→ TASK REQUIREMENTS
Write out, precisely and in full, each line of the material.
Segment Start: PROVIDED MATERIAL
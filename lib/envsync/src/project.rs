//! Where a sample project keeps its credentials.

use rootcause::Report;
use secrecy::ExposeSecret;
use serde::{Deserialize, Serialize};
use speechkit_core::{AzureResourceInfo, Credentials};
use std::path::{Path, PathBuf};
use tracing::instrument;

use crate::env_file::{EnvKey, read_env_value, write_credentials};
use crate::error::EnvSyncError;
use crate::json_config::update_json_config;

/// File names within a project directory.
#[derive(Debug, Clone, PartialEq, Eq, Serialize, Deserialize)]
pub struct ProjectLayout {
    #[serde(default = "default_env_folder")]
    env_folder: String,
    #[serde(default = "default_env_file")]
    env_file: String,
    #[serde(default = "default_config_file")]
    config_file: String,
}

fn default_env_folder() -> String {
    ".env".to_string()
}

fn default_env_file() -> String {
    ".env.dev".to_string()
}

fn default_config_file() -> String {
    "config.json".to_string()
}

impl Default for ProjectLayout {
    fn default() -> Self {
        Self {
            env_folder: default_env_folder(),
            env_file: default_env_file(),
            config_file: default_config_file(),
        }
    }
}

/// What [`ProjectLayout::sync_credentials`] touched.
#[derive(Debug, Clone, PartialEq, Eq)]
pub struct SyncReport {
    pub env_path: PathBuf,
    /// `None` when there was no `config.json` to update.
    pub config_path: Option<PathBuf>,
}

impl ProjectLayout {
    #[must_use]
    pub fn new(env_folder: impl Into<String>, env_file: impl Into<String>) -> Self {
        Self {
            env_folder: env_folder.into(),
            env_file: env_file.into(),
            ..Self::default()
        }
    }

    #[must_use]
    pub fn env_path(&self, project: &Path) -> PathBuf {
        project.join(&self.env_folder).join(&self.env_file)
    }

    #[must_use]
    pub fn config_path(&self, project: &Path) -> PathBuf {
        project.join(&self.config_file)
    }

    /// Writes the env file, then `config.json`.
    ///
    /// The two writes are independent: a `config.json` failure leaves the
    /// already written env file in place.
    ///
    /// # Errors
    ///
    /// Returns an error if either file cannot be written.
    #[instrument(skip(self, project, credentials, resource), fields(project = %project.display(), resource = %resource.name))]
    pub async fn sync_credentials(
        &self,
        project: &Path,
        credentials: &Credentials,
        resource: &AzureResourceInfo,
    ) -> Result<SyncReport, Report<EnvSyncError>> {
        let env_path = self.env_path(project);
        write_credentials(&env_path, &credential_pairs(credentials, resource)).await?;

        let config_path = self.config_path(project);
        let updated = update_json_config(&config_path, credentials).await?;
        Ok(SyncReport {
            env_path,
            config_path: updated.then_some(config_path),
        })
    }

    /// Whether the project's env file names a usable resource.
    ///
    /// Requires non-empty key, region, tenant and subscription values.
    ///
    /// # Errors
    ///
    /// Returns an error if the env file exists but cannot be read.
    pub async fn is_resource_configured(&self, project: &Path) -> Result<bool, Report<EnvSyncError>> {
        let path = self.env_path(project);
        for key in [
            EnvKey::SpeechResourceKey,
            EnvKey::ServiceRegion,
            EnvKey::TenantId,
            EnvKey::AzureSubscriptionId,
        ] {
            let value = read_env_value(&path, key.as_str()).await?;
            if value.is_none_or(|v| v.trim().is_empty()) {
                return Ok(false);
            }
        }
        Ok(true)
    }
}

/// The env entries describing `resource` and its credentials.
#[must_use]
pub fn credential_pairs(
    credentials: &Credentials,
    resource: &AzureResourceInfo,
) -> Vec<(EnvKey, String)> {
    let mut pairs = vec![
        (
            EnvKey::SpeechResourceKey,
            credentials.key.expose_secret().to_string(),
        ),
        (EnvKey::ServiceRegion, credentials.normalized_region()),
        (
            EnvKey::AzureSubscriptionId,
            resource.subscription_id.to_string(),
        ),
        (EnvKey::TenantId, resource.tenant_id.to_string()),
        (EnvKey::SpeechResourceName, resource.name.clone()),
        (EnvKey::SpeechResourceSku, resource.sku.clone()),
    ];
    if let Some(subdomain) = &credentials.custom_subdomain_name {
        pairs.push((EnvKey::CustomSubdomainName, subdomain.clone()));
    }
    pairs
}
Segment End: PROVIDED MATERIAL
→ SOLUTION FOR THIS PROBLEM
filename lib/envsync/src/project.rs
//! Where a sample project keeps its credentials.

use rootcause::Report;
use secrecy::ExposeSecret;
use serde::{Deserialize, Serialize};
use speechkit_core::{AzureResourceInfo, Credentials};
use std::path::{Path, PathBuf};
use tracing::instrument;

use crate::env_file::{EnvKey, read_env_value, write_credentials};
use crate::error::EnvSyncError;
use crate::json_config::update_json_config;

/// File names within a project directory.
#[derive(Debug, Clone, PartialEq, Eq, Serialize, Deserialize)]
pub struct ProjectLayout {
    #[serde(default = "default_env_folder")]
    env_folder: String,
    #[serde(default = "default_env_file")]
    env_file: String,
    #[serde(default = "default_config_file")]
    config_file: String,
}

fn default_env_folder() -> String {
    ".env".to_string()
}

fn default_env_file() -> String {
    ".env.dev".to_string()
}

fn default_config_file() -> String {
    "config.json".to_string()
}

impl Default for ProjectLayout {
    fn default() -> Self {
        Self {
            env_folder: default_env_folder(),
            env_file: default_env_file(),
            config_file: default_config_file(),
        }
    }
}

/// What [`ProjectLayout::sync_credentials`] touched.
#[derive(Debug, Clone, PartialEq, Eq)]
pub struct SyncReport {
    pub env_path: PathBuf,
    /// `None` when there was no `config.json` to update.
    pub config_path: Option<PathBuf>,
}

impl ProjectLayout {
    #[must_use]
    pub fn new(env_folder: impl Into<String>, env_file: impl Into<String>) -> Self {
        Self {
            env_folder: env_folder.into(),
            env_file: env_file.into(),
            ..Self::default()
        }
    }

    #[must_use]
    pub fn env_path(&self, project: &Path) -> PathBuf {
        project.join(&self.env_folder).join(&self.env_file)
    }

    #[must_use]
    pub fn config_path(&self, project: &Path) -> PathBuf {
        project.join(&self.config_file)
    }

    /// Writes the env file, then `config.json`.
    ///
    /// The two writes are independent: a `config.json` failure leaves the
    /// already written env file in place.
    ///
    /// # Errors
    ///
    /// Returns an error if either file cannot be written.
    #[instrument(skip(self, project, credentials, resource), fields(project = %project.display(), resource = %resource.name))]
    pub async fn sync_credentials(
        &self,
        project: &Path,
        credentials: &Credentials,
        resource: &AzureResourceInfo,
    ) -> Result<SyncReport, Report<EnvSyncError>> {
        let env_path = self.env_path(project);
        write_credentials(&env_path, &credential_pairs(credentials, resource)).await?;

        let config_path = self.config_path(project);
        let updated = update_json_config(&config_path, credentials).await?;
        Ok(SyncReport {
            env_path,
            config_path: updated.then_some(config_path),
        })
    }

    /// Whether the project's env file names a usable resource.
    ///
    /// Requires non-empty key, region, tenant and subscription values.
    ///
    /// # Errors
    ///
    /// Returns an error if the env file exists but cannot be read.
    pub async fn is_resource_configured(&self, project: &Path) -> Result<bool, Report<EnvSyncError>> {
        let path = self.env_path(project);
        for key in [
            EnvKey::SpeechResourceKey,
            EnvKey::ServiceRegion,
            EnvKey::TenantId,
            EnvKey::AzureSubscriptionId,
        ] {
            let value = read_env_value(&path, key.as_str()).await?;
            if value.is_none_or(|v| v.trim().is_empty()) {
                return Ok(false);
            }
        }
        Ok(true)
    }
}

/// The env entries describing `resource` and its credentials.
#[must_use]
pub fn credential_pairs(
    credentials: &Credentials,
    resource: &AzureResourceInfo,
) -> Vec<(EnvKey, String)> {
    let mut pairs = vec![
        (
            EnvKey::SpeechResourceKey,
            credentials.key.expose_secret().to_string(),
        ),
        (EnvKey::ServiceRegion, credentials.normalized_region()),
        (
            EnvKey::AzureSubscriptionId,
            resource.subscription_id.to_string(),
        ),
        (EnvKey::TenantId, resource.tenant_id.to_string()),
        (EnvKey::SpeechResourceName, resource.name.clone()),
        (EnvKey::SpeechResourceSku, resource.sku.clone()),
    ];
    if let Some(subdomain) = &credentials.custom_subdomain_name {
        pairs.push((EnvKey::CustomSubdomainName, subdomain.clone()));
    }
    pairs
}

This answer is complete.